El esfuerzo en la claridad es un reconocimiento de nuestra común pertenencia a la humanidad.
Durante muchos años, defendí la oscuridad en la escritura. Amaba —o amo— leer los filósofos con más fama de incomprensibles, y lo veía como el mayor mérito: desentrañar esas lecturas a las que renunciaban muchos de mis compañeros, de las que se hablaba como sumamente difíciles, de las que tenían que sacar guías enteras para orientarse. Hablo de filósofos como Heidegger o Hegel, pero sobre todo los que llaman «posmodernos». Mi primera motivación para leer a Deleuze o Derrida era probar que los podía entender, que no me rendía ante ellos. La gente busca probar que corre maratones o que sube montañas. Para mí, la maratón era leer 'El Antiedipo', de Deleuze, o 'Ser y tiempo', de Heidegger.
Me irritaban todos los comentarios sobre su incomprensibilidad, en especial los que hacían los llamados filósofos analíticos, que son, para los que no sepan, la «tradición» (pongo la palabra entre comillas porque apenas llevan cien años) más ridícula que ha surgido en la filosofía, iniciada por pensadores francamente mediocres como Bertrand Russell o Rudolf Carnap, que acusaban de sinsentido a lo que ellos no se esforzaban mínimamente en entender —espero que aquí no haya muchos Russell lovers—.

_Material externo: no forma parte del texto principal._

// POWERCAP SEARCH CONTEXT
// SHARED STATE OF ONE EXPLORATION: CURRENT CONFIGURATION, BEST CONFIGURATION
// UNDER THE CAP, LEVEL-BEST OF THE CURRENT INNER ITERATION, STEP COUNTERS.
// PURE DATA PLUS THE PRIMITIVES EVERY STRATEGY SHARES. NO I/O.
//
// EVERY KNOB CHANGE GOES THROUGH set_threads/set_pstate AND FRIENDS, WHICH
// REFUSE VALUES OUTSIDE [1, total_threads] x [0, max_pstate]. A STRATEGY
// CAN NEVER LEAVE AN OUT-OF-RANGE CONFIGURATION OBSERVABLE.

use crate::config::EngineConfig;
use crate::error::EngineError;

// THROUGHPUT DEGRADATION TOLERATED BEFORE A THREAD SWEEP TURNS AROUND
pub const DEGRADATION_FACTOR: f64 = 0.9;

#[derive(Clone, Copy, Debug, PartialEq, Eq, Hash)]
pub struct Configuration {
    pub threads: usize,
    pub pstate: usize,
}

impl Configuration {
    pub fn new(threads: usize, pstate: usize) -> Self {
        Self { threads, pstate }
    }
}

// ONE MEASUREMENT ROUND, DELIVERED IN CHRONOLOGICAL ORDER
#[derive(Clone, Copy, Debug, PartialEq)]
pub struct Sample {
    pub throughput: f64,
    pub power: f64,
    pub elapsed_ns: u64,
}

impl Sample {
    pub fn new(throughput: f64, power: f64, elapsed_ns: u64) -> Self {
        Self { throughput, power, elapsed_ns }
    }
}

#[derive(Clone, Copy, Debug, PartialEq)]
pub struct BestConfig {
    pub throughput: f64,
    pub threads: usize,
    pub pstate: usize,
    pub power: f64,
}

impl BestConfig {
    pub fn config(&self) -> Configuration {
        Configuration::new(self.threads, self.pstate)
    }
}

// ZEROED BETWEEN INNER ITERATIONS. threads == 0 MEANS "NOTHING RECORDED".
#[derive(Clone, Copy, Debug, Default, PartialEq)]
pub struct LevelBest {
    pub throughput: f64,
    pub threads: usize,
    pub pstate: usize,
}

#[derive(Clone, Debug)]
pub struct SearchContext {
    current: Configuration,
    total_threads: usize,
    max_pstate: usize,
    power_limit: f64,

    pub steps: u32,
    pub decreasing: bool,
    pub starting_threads: usize,

    // None IS THE "NOTHING FOUND YET" SENTINEL. NEVER COMPARED AS A NUMBER.
    pub best: Option<BestConfig>,
    pub level_best: LevelBest,

    pub stopped_searching: bool,
    pub current_exploit_steps: u32,

    // CONFIGURATION FROZEN BY THE LAST CONVERGENCE (BEST OR FALLBACK)
    pub converged: Option<Configuration>,
}

impl SearchContext {
    pub fn new(cfg: &EngineConfig, seed: Configuration) -> Self {
        Self {
            current: seed,
            total_threads: cfg.total_threads,
            max_pstate: cfg.max_pstate(),
            power_limit: cfg.power_limit,
            steps: 0,
            decreasing: false,
            starting_threads: cfg.starting_threads,
            best: None,
            level_best: LevelBest::default(),
            stopped_searching: false,
            current_exploit_steps: 0,
            converged: None,
        }
    }

    pub fn current(&self) -> Configuration {
        self.current
    }

    pub fn threads(&self) -> usize {
        self.current.threads
    }

    pub fn pstate(&self) -> usize {
        self.current.pstate
    }

    pub fn total_threads(&self) -> usize {
        self.total_threads
    }

    pub fn max_pstate(&self) -> usize {
        self.max_pstate
    }

    pub fn power_limit(&self) -> f64 {
        self.power_limit
    }

    // STRICTLY BELOW THE LIMIT. EQUALITY COUNTS AS OVER THE CAP.
    pub fn under_cap(&self, power: f64) -> bool {
        power < self.power_limit
    }

    pub fn best_threads(&self) -> Option<usize> {
        self.best.map(|b| b.threads)
    }

    pub fn best_pstate(&self) -> Option<usize> {
        self.best.map(|b| b.pstate)
    }

    // TRUE UNLESS THROUGHPUT FELL BELOW 90% OF BEST. PASSES WHEN NO BEST EXISTS.
    pub fn within_degradation(&self, throughput: f64) -> bool {
        match self.best {
            Some(b) => throughput >= b.throughput * DEGRADATION_FACTOR,
            None => true,
        }
    }

    // STRICT VARIANT: THROUGHPUT MUST STAY ABOVE 90% OF BEST
    pub fn above_degradation(&self, throughput: f64) -> bool {
        match self.best {
            Some(b) => throughput > b.throughput * DEGRADATION_FACTOR,
            None => true,
        }
    }

    // --- KNOBS ---

    pub fn set_threads(&mut self, threads: usize) -> Result<(), EngineError> {
        if threads < 1 || threads > self.total_threads {
            return Err(EngineError::ThreadsOutOfRange {
                requested: threads as i64,
                total: self.total_threads,
            });
        }
        self.current.threads = threads;
        Ok(())
    }

    pub fn set_pstate(&mut self, pstate: usize) -> Result<(), EngineError> {
        if pstate > self.max_pstate {
            return Err(EngineError::PstateOutOfRange {
                requested: pstate as i64,
                max: self.max_pstate,
            });
        }
        self.current.pstate = pstate;
        Ok(())
    }

    pub fn set_config(&mut self, config: Configuration) -> Result<(), EngineError> {
        self.set_pstate(config.pstate)?;
        self.set_threads(config.threads)
    }

    pub fn add_thread(&mut self) -> Result<(), EngineError> {
        self.set_threads(self.current.threads + 1)
    }

    pub fn remove_thread(&mut self) -> Result<(), EngineError> {
        match self.current.threads.checked_sub(1) {
            Some(t) => self.set_threads(t),
            None => Err(EngineError::ThreadsOutOfRange { requested: -1, total: self.total_threads }),
        }
    }

    // LOWER INDEX = HIGHER FREQUENCY
    pub fn faster(&mut self) -> Result<(), EngineError> {
        match self.current.pstate.checked_sub(1) {
            Some(p) => self.set_pstate(p),
            None => Err(EngineError::PstateOutOfRange { requested: -1, max: self.max_pstate }),
        }
    }

    pub fn slower(&mut self) -> Result<(), EngineError> {
        self.set_pstate(self.current.pstate + 1)
    }

    // --- BEST CONFIGURATION BOOKKEEPING ---

    // REPLACE BEST IF THROUGHPUT IMPROVED, OR IF WE ARE AT THE BEST THREAD COUNT
    // AT AN EQUAL-OR-FASTER P-STATE. THE TIE-BREAK MOVES THE CONFIGURATION BUT
    // THE RECORDED THROUGHPUT NEVER DROPS WITHIN ONE EXPLORATION.
    // CALLERS ONLY INVOKE THIS UNDER THE CAP.
    pub fn update_best_config(&mut self, throughput: f64, power: f64) {
        let cur = self.current;
        let next = match self.best {
            None => Some(throughput),
            Some(b) if throughput > b.throughput => Some(throughput),
            Some(b) if cur.threads == b.threads && cur.pstate <= b.pstate => Some(b.throughput),
            Some(_) => None,
        };
        if let Some(tp) = next {
            self.best = Some(BestConfig {
                throughput: tp,
                threads: cur.threads,
                pstate: cur.pstate,
                power,
            });
        }
    }

    pub fn update_level_best_config(&mut self, throughput: f64) -> bool {
        if throughput > self.level_best.throughput {
            self.level_best = LevelBest {
                throughput,
                threads: self.current.threads,
                pstate: self.current.pstate,
            };
            true
        } else {
            false
        }
    }

    pub fn compare_best_level_config(&mut self) {
        let level = self.level_best;
        if level.threads == 0 {
            return;
        }
        let promote = match self.best {
            None => true,
            Some(b) => level.throughput > b.throughput,
        };
        if promote {
            let power = self.best.map(|b| b.power).unwrap_or(0.0);
            self.best = Some(BestConfig {
                throughput: level.throughput,
                threads: level.threads,
                pstate: level.pstate,
                power,
            });
        }
    }

    pub fn reset_level_best(&mut self) {
        self.level_best = LevelBest::default();
    }

    // --- TERMINAL TRANSITIONS ---

    // FREEZE THE WINNER. FALLS BACK TO (1 THREAD, SLOWEST P-STATE) WHEN NOTHING
    // FIT UNDER THE CAP. IN MODEL VALIDATION THE REQUEST IS (1, validation_pstate)
    // INSTEAD, WHICH STARTS THE VALIDATION SWEEP. RETURNS THE FROZEN WINNER.
    pub fn stop_searching(&mut self, validation_pstate: Option<usize>) -> Configuration {
        self.decreasing = false;
        self.stopped_searching = true;
        self.reset_level_best();
        self.current_exploit_steps = 0;

        let chosen = match self.best {
            Some(b) => b.config(),
            None => Configuration::new(1, self.max_pstate),
        };
        self.converged = Some(chosen);

        crate::log_info!(
            "EXPLORATION COMPLETED IN {} STEPS. OPTIMAL: {} THREADS P-STATE {}",
            self.steps, chosen.threads, chosen.pstate
        );

        self.current = match validation_pstate {
            Some(p) => Configuration::new(1, p.min(self.max_pstate)),
            None => chosen,
        };
        self.steps = 0;
        chosen
    }

    // RE-ENTER EXPLORATION FROM seed WITH EVERY BEST/LEVEL FIELD AT ITS SENTINEL
    pub fn restart(&mut self, seed: Configuration) -> Result<(), EngineError> {
        self.set_config(seed)?;
        self.best = None;
        self.reset_level_best();
        self.decreasing = false;
        self.steps = 0;
        self.current_exploit_steps = 0;
        self.stopped_searching = false;
        Ok(())
    }
}

#[cfg(test)]
mod tests {
    use super::*;
    use crate::config::HeuristicMode;
    use crate::freq::FrequencyTable;

    fn ctx() -> SearchContext {
        let freqs = FrequencyTable::parse("3000000 2500000 2000000 1500000 1000000").unwrap();
        let cfg = EngineConfig::new(65.0, 8, freqs, HeuristicMode::Dynamic);
        SearchContext::new(&cfg, Configuration::new(1, 4))
    }

    #[test]
    fn knobs_refuse_out_of_range() {
        let mut c = ctx();
        assert!(c.remove_thread().is_err());
        assert_eq!(c.threads(), 1);
        assert!(c.set_threads(9).is_err());
        assert!(c.slower().is_err());
        assert_eq!(c.pstate(), 4);
        c.set_pstate(0).unwrap();
        assert_eq!(
            c.faster(),
            Err(EngineError::PstateOutOfRange { requested: -1, max: 4 })
        );
    }

    #[test]
    fn first_update_always_records() {
        let mut c = ctx();
        c.update_best_config(0.0, 10.0);
        assert_eq!(c.best_threads(), Some(1));
        assert_eq!(c.best.unwrap().throughput, 0.0);
    }

    #[test]
    fn update_best_prefers_higher_throughput() {
        let mut c = ctx();
        c.update_best_config(100.0, 30.0);
        c.set_threads(2).unwrap();
        c.update_best_config(90.0, 35.0);
        assert_eq!(c.best_threads(), Some(1));
        c.update_best_config(150.0, 40.0);
        assert_eq!(c.best_threads(), Some(2));
    }

    #[test]
    fn tie_break_moves_to_faster_pstate_without_dropping_throughput() {
        let mut c = ctx();
        c.set_threads(3).unwrap();
        c.update_best_config(200.0, 40.0);
        c.set_pstate(3).unwrap();
        c.update_best_config(180.0, 45.0);
        let b = c.best.unwrap();
        assert_eq!((b.threads, b.pstate), (3, 3));
        assert_eq!(b.throughput, 200.0);
        assert_eq!(b.power, 45.0);
    }

    #[test]
    fn level_best_replaces_only_on_improvement() {
        let mut c = ctx();
        assert!(c.update_level_best_config(10.0));
        assert!(!c.update_level_best_config(10.0));
        c.set_threads(2).unwrap();
        assert!(c.update_level_best_config(11.0));
        assert_eq!(c.level_best.threads, 2);
    }

    #[test]
    fn compare_best_level_promotes() {
        let mut c = ctx();
        c.update_best_config(50.0, 30.0);
        c.set_config(Configuration::new(4, 2)).unwrap();
        c.update_level_best_config(80.0);
        c.compare_best_level_config();
        let b = c.best.unwrap();
        assert_eq!((b.threads, b.pstate, b.throughput), (4, 2, 80.0));
        assert_eq!(b.power, 30.0);
    }

    #[test]
    fn compare_best_level_ignores_empty_level() {
        let mut c = ctx();
        c.compare_best_level_config();
        assert!(c.best.is_none());
    }

    #[test]
    fn stop_searching_falls_back_without_best() {
        let mut c = ctx();
        c.set_config(Configuration::new(5, 2)).unwrap();
        c.decreasing = true;
        c.update_level_best_config(5.0);
        let chosen = c.stop_searching(None);
        assert_eq!(chosen, Configuration::new(1, 4));
        assert_eq!(c.current(), chosen);
        assert!(c.stopped_searching);
        assert!(!c.decreasing);
        assert_eq!(c.level_best.threads, 0);
    }

    #[test]
    fn stop_searching_requests_validation_sweep() {
        let mut c = ctx();
        c.set_threads(6).unwrap();
        c.update_best_config(10.0, 10.0);
        let chosen = c.stop_searching(Some(3));
        assert_eq!(chosen, Configuration::new(6, 4));
        assert_eq!(c.current(), Configuration::new(1, 3));
    }

    #[test]
    fn restart_clears_sentinels() {
        let mut c = ctx();
        c.update_best_config(10.0, 10.0);
        c.stop_searching(None);
        c.restart(Configuration::new(2, 4)).unwrap();
        assert!(c.best.is_none());
        assert!(!c.stopped_searching);
        assert_eq!(c.current(), Configuration::new(2, 4));
    }
}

Por esa razón, cuando hice mi tesis en filosofía intenté ser lo más oscuro que pudiera. Riguroso, sí, y claro a mi manera, pero sin cederle media explicación a la cotidianidad del sentido común. Como le decía a mi mamá, escribir para que no me entendieran, como si eso tuviera algún mérito.
Luego vino la vida.
Empecé a trabajar en publicidad y mercadeo, y tuve que dejar las «palabras de libros» (como ingeniosa y lúcidamente dijo hace días un amigo) para volver a las expresiones sencillas y contundentes. Cuando salté a la consultoría, más tuve que hacerlo. El consultor tiene la tentación de considerarse un intelectual o un profesor, pero no solo no lo es, sino que su mérito está en usar la conversación para transformar a su interlocutor, no en deslumbrarlo —y menos que uno se va a deslumbrar cuando su referente es Hegel, no Michael Porter, y me perdonan la soberbia filosófica—.
Entonces entendí algo que le había leído hace años a Albert Camus en su discurso de recepción del premio Nobel: el escritor —sea que escriba cartas de amor, respuestas a PQR, posts de LinkedIn o novelas— debe reconocer lo que lo une a sus semejantes, más que lo que lo separa de ellos.
El lenguaje es exactamente eso. Es un lugar común. No por nada hablamos así: por tópicos —que en español significa «lugar común» o ungüento aplicable sobre la piel, no «tema», como mal traducen del inglés, y me perdonan usar «palabras de libros»— y por expresiones consabidas y heredadas a veces de forma inconsciente.
Escribir con claridad es una forma de recordar la humanidad compartida. Es un esfuerzo no solo de buen estilo, sino de respeto al otro, al lector. Los autores renacentistas sabían que la principal virtud del estilo es la perspicuidad: la visibilidad del estilo, es decir, la posibilidad de ver a través de él.